Friedrich Spielhagen ca. zur Zeit der Veröffentlichung von „Problematische Naturen“

Es ist ein breites Gemälde, das uns Spielhagen hier präsentiert, mit sehr vielen Haupt- und Nebencharakteren, die aber allen berechtigten Platz in der Handlung haben und teilweise sogar zur Lösung des Rätsels um den illegitimen Erben beitragen, das einen Hauptstrang des Romans bildet. Insgesamt umfasst das Werk über 1000 Seiten und besteht eigentlich aus zwei Büchern, die im Abstand von zwei Jahren erschienen: „Problematische Naturen“ und „Durch Nacht zum Licht“. Der erste Band endet damit, wie Oswald halb aus eigener Schuld, halb durch unglückliche Umstände (seine Liebe zu Helene lässt ihn ihren vorgesehenen Bräutigam beleidigen, eine Angelegenheit, die unter Ehrenmännern damals nur auf eine Art zu lösen war) und auch infolge eines Schicksalsschlags aus dem Paradies, das Gut Grenwitz einen Sommer lang für ihn gewesen ist, vertrieben wird. Der zweite Band spielt dann im Herbst und Winter in Sundin, worin sich unschwer Strahlsund erkennen lässt, sowie in Berlin, wo Oswald eher zufällig in die Wirren der Revolution gerät, welche aber recht gut zu seinem privaten Chaos passt, nachdem die Flucht mit der verheirateten Geliebten wie vorhersehbar kein Happy-End hat.

In das wilde Allegro von Oswalds jetzigem Leben tönte wie Äolsharfenklänge die Erinnerung an Alles, »was sein einst war;« an seine schwärmerische Jugendzeit, wo rosige Wölkchen den Horizont umsäumten, hinter dem die geheimnis- und wundervolle Zukunft lag; an die seligen Tage von Grenwitz, wo sich für ihn die alte Sage vom Paradiese wiederholen zu wollen schien; an seine Freundschaften mit großen, zum mindesten guten Menschen: mit Berger, Oldenburg, Franz, Bemperlein – wohin, wohin dies Alles? Die Jugend versunken für immer und mit ihr all‘ die holden rosigen Träume der Jugend; aus dem Paradiese nichts geblieben, als der bittere Geschmack der Frucht von dem Baume der Erkenntnis, dass Wankelmut der Seele und treue Liebe nimmer Hand in Hand gehen können.

Im zweiten Buch verliert Oswald durch seine amourösen Verstrickungen allmählich seinen „Heldenstatus“, er sinkt moralisch herab und wird zum bloßen Verführer, der sich zu Handlungen hinreißen lässt, von denen er weiß, dass sie falsch sind.
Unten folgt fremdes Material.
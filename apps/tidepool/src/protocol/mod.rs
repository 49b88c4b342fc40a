use serde::Deserialize;
use thiserror::Error;

/// Raw wire form of a handshake status update. Decoded once at the channel
/// boundary; the rest of the client only ever sees [`ControlMessage`].
///
/// The canonical detail field is `error`. Older gateway revisions used `err`;
/// that spelling is not accepted.
#[derive(Debug, Deserialize)]
struct StatusUpdate {
    status: String,
    #[serde(default)]
    error: Option<String>,
}

/// A control message received while a session handshake is in progress.
///
/// `Starting` and `Uploading` are informational progress updates emitted by
/// the gateway while it deploys the sandbox and copies code into it; the
/// client keeps waiting through them. `Running` and `Error` are terminal.
#[derive(Debug, Clone, PartialEq, Eq)]
pub enum ControlMessage {
    Starting,
    Ready,
    Uploading,
    Running,
    Error(String),
}

impl ControlMessage {
    /// Decode one inbound text frame into a control message.
    pub fn decode(raw: &str) -> Result<Self, DecodeError> {
        let update: StatusUpdate = serde_json::from_str(raw)?;
        match update.status.as_str() {
            "starting" => Ok(ControlMessage::Starting),
            "ready" => Ok(ControlMessage::Ready),
            "uploading" => Ok(ControlMessage::Uploading),
            "running" => Ok(ControlMessage::Running),
            "error" => Ok(ControlMessage::Error(update.error.unwrap_or_default())),
            other => Err(DecodeError::UnknownStatus(other.to_string())),
        }
    }

    /// Whether this message ends the handshake, one way or the other.
    pub fn is_terminal(&self) -> bool {
        matches!(self, ControlMessage::Running | ControlMessage::Error(_))
    }

    pub fn status_label(&self) -> &'static str {
        match self {
            ControlMessage::Starting => "starting",
            ControlMessage::Ready => "ready",
            ControlMessage::Uploading => "uploading",
            ControlMessage::Running => "running",
            ControlMessage::Error(_) => "error",
        }
    }
}

#[derive(Debug, Error)]
pub enum DecodeError {
    #[error("control message is not valid JSON: {0}")]
    Json(#[from] serde_json::Error),
    #[error("unknown control status '{0}'")]
    UnknownStatus(String),
    #[error("control message must be a text frame")]
    BinaryFrame,
}

#[cfg(test)]
mod tests {
    use super::*;

    #[test]
    fn decodes_every_known_status() {
        assert_eq!(
            ControlMessage::decode(r#"{"status":"starting"}"#).unwrap(),
            ControlMessage::Starting
        );
        assert_eq!(
            ControlMessage::decode(r#"{"status":"ready"}"#).unwrap(),
            ControlMessage::Ready
        );
        assert_eq!(
            ControlMessage::decode(r#"{"status":"uploading"}"#).unwrap(),
            ControlMessage::Uploading
        );
        assert_eq!(
            ControlMessage::decode(r#"{"status":"running"}"#).unwrap(),
            ControlMessage::Running
        );
    }

    #[test]
    fn decodes_error_with_detail() {
        let message = ControlMessage::decode(r#"{"status":"error","error":"no such language"}"#)
            .unwrap();
        assert_eq!(message, ControlMessage::Error("no such language".into()));
    }

    #[test]
    fn error_detail_is_optional() {
        let message = ControlMessage::decode(r#"{"status":"error"}"#).unwrap();
        assert_eq!(message, ControlMessage::Error(String::new()));
    }

    #[test]
    fn rejects_unknown_status() {
        let err = ControlMessage::decode(r#"{"status":"rebooting"}"#).unwrap_err();
        assert!(matches!(err, DecodeError::UnknownStatus(ref s) if s == "rebooting"));
    }

    #[test]
    fn rejects_invalid_json() {
        assert!(matches!(
            ControlMessage::decode("definitely not json"),
            Err(DecodeError::Json(_))
        ));
    }

    #[test]
    fn rejects_wrong_shape() {
        assert!(matches!(
            ControlMessage::decode(r#"[1,2,3]"#),
            Err(DecodeError::Json(_))
        ));
    }

    #[test]
    fn terminal_statuses() {
        assert!(ControlMessage::Running.is_terminal());
        assert!(ControlMessage::Error(String::new()).is_terminal());
        assert!(!ControlMessage::Starting.is_terminal());
        assert!(!ControlMessage::Ready.is_terminal());
        assert!(!ControlMessage::Uploading.is_terminal());
    }
}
Als Leser steht man da hilflos daneben, man möchte ihn an der Schulter packen und auf den rechten Weg zurückführen. So verschieben sich die Sympathien unwillkürlich in Richtung Oldenburg, der scheinbar seinen Ruf als „Libertin“ pflegt, aber sich in Zeiten der Not als treuer Freund von Melitta erweist, auch wenn ihn ihre Unfähigkeit, seine Gefühle zu erwidern, fast zerreißt. Außerdem ergreift er auf den Berliner Barrikaden die Partei des Volkes, kämpft quasi gegen die Angehörigen seines eigenen Standes, gegen ihre Dünkelhaftigkeit und moralische Verkommenheit. Denn die meisten Adligen zeichnen sich bei Spielhagen durch diese Eigenschaften aus, oder sie sind schwach und kränklich, wie im Fall von Malte von Grenwitz, seinem Vater und dem Cousin Felix, der an Schwindsucht leidet.

Ihnen gegenüber stehen Figuren wie Professor Berger, Oswalds väterlicher Freund und Mentor, der ihm die Stelle als Hauslehrer beschafft und der stets die Fahne der freiheitlichen Rechte hochhält, auch wenn er sich dabei wie der „letzte Mohikaner“ fühlt. Vorübergehend verfällt er dem Wahnsinn und auch er hütet einen finsteren Groll gegen einen Adligen… In diesen Klischees sowie in den Verstrickungen, die sich erst gegen Ende des Buchs allmählich auflösen, und im Pathos, der die Barrikadenkämpfer umweht, hat Spielhagen recht dick aufgetragen, doch störte mich das bei der Lektüre nicht besonders, weil er stets mitreißend erzählt und immer wieder geschickt den Fokus wechselt, sodass man unwillkürlich gefesselt wird. Außerdem macht er die Schwächen wieder wett durch wunderbare Naturbeschreibungen sowie köstliche Szenen aus dem Biedermeier-Bürgertum, das durch eine Möchtegern-Poetin und ihren Gatten repräsentiert wird, die eine schreckliche Demütigung in einem Literaturzirkel erleben.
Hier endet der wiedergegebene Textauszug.